### YOUR ASSIGNMENT
Set down the listing again, word for word.

### RECORDS TO USE
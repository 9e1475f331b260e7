//! Interpretation of the task tree.

use std::sync::{Arc, Mutex, PoisonError};
use std::time::Duration;

use futures_util::FutureExt;
use futures_util::future::{BoxFuture, join_all};
use loaddriver_types::task::{Parallel, Sequential};
use loaddriver_types::{AbortReason, LeafTask, TaskNode, WorkerId};
use tokio::task::JoinSet;
use tokio::time::Instant;
use tokio_util::sync::CancellationToken;
use tracing::Instrument;

use crate::abort::{AbortFlag, AbortHandle, Escalate};
use crate::client::{ErrorPolicy, OnErrorPolicy, WireClient};
use crate::error::RunnerError;
use crate::executor::{ClientExecutor, ClientStatus};
use crate::gate::WarmupGate;
use crate::params::{ParamSourceFactory, StaticParams};
use crate::schedule::Schedule;
use crate::sink::SampleSender;

/// Assignment of task clients to the workers of a run.
///
/// Clients are distributed round-robin, so that client `c` runs on worker `c % workers`.
#[derive(Clone, Copy, Debug, Eq, PartialEq)]
pub struct ClientAllocation {
    worker: usize,
    workers: usize,
}

impl ClientAllocation {
    /// Creates the allocation of `worker` among `workers`.
    pub fn new(worker: WorkerId, workers: usize) -> Self {
        Self {
            worker: worker.0,
            workers: workers.max(1),
        }
    }

    /// Runs every client locally.
    pub fn single() -> Self {
        Self::new(WorkerId(0), 1)
    }

    /// Returns the indexes of the clients this worker runs, out of `clients`.
    pub fn clients_for(&self, clients: usize) -> impl Iterator<Item = usize> + use<> {
        (self.worker..clients).step_by(self.workers)
    }
}

/// How a node of the task tree ended.
#[derive(Clone, Copy, Debug, Eq, PartialEq, Hash)]
pub enum NodeStatus {
    /// Every client exhausted its schedule.
    Completed,
    /// The node was stopped because a sibling named in `completed_by` completed.
    Stopped,
    /// The run was aborted.
    Aborted,
}

/// Summary of one leaf task on this worker.
#[derive(Clone, Debug, PartialEq)]
pub struct TaskReport {
    /// Name of the task.
    pub name: String,
    /// Number of clients that ran on this worker.
    pub clients: usize,
    /// Number of samples emitted.
    pub samples: u64,
    /// Number of non-fatal errors.
    pub errors: u64,
    /// Number of timed-out operations.
    pub timeouts: u64,
    /// How the task ended.
    pub status: NodeStatus,
    /// Wall time from the start of the task until its last client finished.
    pub duration: Duration,
}

/// Result of executing a task tree.
#[derive(Clone, Debug, PartialEq)]
pub struct RunnerOutcome {
    /// How the root of the tree ended.
    pub status: NodeStatus,
    /// Reports of all leaf tasks that were started, in completion order.
    pub tasks: Vec<TaskReport>,
}

/// Returns the number of first-wave clients of `root` that run under `allocation`.
///
/// First-wave clients start together with the tree: the clients of the first child of every
/// sequential group and of all children of every parallel group, applied recursively.
pub fn first_wave_clients(root: &TaskNode, allocation: ClientAllocation) -> usize {
    match root {
        TaskNode::Task(task) => allocation.clients_for(task.clients).count(),
        TaskNode::Sequential(group) => group
            .tasks
            .first()
            .map_or(0, |first| first_wave_clients(first, allocation)),
        TaskNode::Parallel(group) => group
            .tasks
            .iter()
            .map(|child| first_wave_clients(child, allocation))
            .sum(),
    }
}

/// Builder for a [`TaskRunner`].
#[derive(Debug)]
pub struct TaskRunnerBuilder {
    client: Arc<dyn WireClient>,
    sink: SampleSender,
    params: Arc<dyn ParamSourceFactory>,
    policy: Arc<dyn ErrorPolicy>,
    abort: Option<(AbortFlag, Arc<dyn Escalate>)>,
    allocation: ClientAllocation,
    gate: Option<WarmupGate>,
    seed: u64,
}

### TASK OUTPUT
repository 9e1475f331b260e7
//! Interpretation of the task tree.

use std::sync::{Arc, Mutex, PoisonError};
use std::time::Duration;

use futures_util::FutureExt;
use futures_util::future::{BoxFuture, join_all};
use loaddriver_types::task::{Parallel, Sequential};
use loaddriver_types::{AbortReason, LeafTask, TaskNode, WorkerId};
use tokio::task::JoinSet;
use tokio::time::Instant;
use tokio_util::sync::CancellationToken;
use tracing::Instrument;

use crate::abort::{AbortFlag, AbortHandle, Escalate};
use crate::client::{ErrorPolicy, OnErrorPolicy, WireClient};
use crate::error::RunnerError;
use crate::executor::{ClientExecutor, ClientStatus};
use crate::gate::WarmupGate;
use crate::params::{ParamSourceFactory, StaticParams};
use crate::schedule::Schedule;
use crate::sink::SampleSender;

/// Assignment of task clients to the workers of a run.
///
/// Clients are distributed round-robin, so that client `c` runs on worker `c % workers`.
#[derive(Clone, Copy, Debug, Eq, PartialEq)]
pub struct ClientAllocation {
    worker: usize,
    workers: usize,
}

impl ClientAllocation {
    /// Creates the allocation of `worker` among `workers`.
    pub fn new(worker: WorkerId, workers: usize) -> Self {
        Self {
            worker: worker.0,
            workers: workers.max(1),
        }
    }

    /// Runs every client locally.
    pub fn single() -> Self {
        Self::new(WorkerId(0), 1)
    }

    /// Returns the indexes of the clients this worker runs, out of `clients`.
    pub fn clients_for(&self, clients: usize) -> impl Iterator<Item = usize> + use<> {
        (self.worker..clients).step_by(self.workers)
    }
}

/// How a node of the task tree ended.
#[derive(Clone, Copy, Debug, Eq, PartialEq, Hash)]
pub enum NodeStatus {
    /// Every client exhausted its schedule.
    Completed,
    /// The node was stopped because a sibling named in `completed_by` completed.
    Stopped,
    /// The run was aborted.
    Aborted,
}

/// Summary of one leaf task on this worker.
#[derive(Clone, Debug, PartialEq)]
pub struct TaskReport {
    /// Name of the task.
    pub name: String,
    /// Number of clients that ran on this worker.
    pub clients: usize,
    /// Number of samples emitted.
    pub samples: u64,
    /// Number of non-fatal errors.
    pub errors: u64,
    /// Number of timed-out operations.
    pub timeouts: u64,
    /// How the task ended.
    pub status: NodeStatus,
    /// Wall time from the start of the task until its last client finished.
    pub duration: Duration,
}

/// Result of executing a task tree.
#[derive(Clone, Debug, PartialEq)]
pub struct RunnerOutcome {
    /// How the root of the tree ended.
    pub status: NodeStatus,
    /// Reports of all leaf tasks that were started, in completion order.
    pub tasks: Vec<TaskReport>,
}

/// Returns the number of first-wave clients of `root` that run under `allocation`.
///
/// First-wave clients start together with the tree: the clients of the first child of every
/// sequential group and of all children of every parallel group, applied recursively.
pub fn first_wave_clients(root: &TaskNode, allocation: ClientAllocation) -> usize {
    match root {
        TaskNode::Task(task) => allocation.clients_for(task.clients).count(),
        TaskNode::Sequential(group) => group
            .tasks
            .first()
            .map_or(0, |first| first_wave_clients(first, allocation)),
        TaskNode::Parallel(group) => group
            .tasks
            .iter()
            .map(|child| first_wave_clients(child, allocation))
            .sum(),
    }
}

/// Builder for a [`TaskRunner`].
#[derive(Debug)]
pub struct TaskRunnerBuilder {
    client: Arc<dyn WireClient>,
    sink: SampleSender,
    params: Arc<dyn ParamSourceFactory>,
    policy: Arc<dyn ErrorPolicy>,
    abort: Option<(AbortFlag, Arc<dyn Escalate>)>,
    allocation: ClientAllocation,
    gate: Option<WarmupGate>,
    seed: u64,
}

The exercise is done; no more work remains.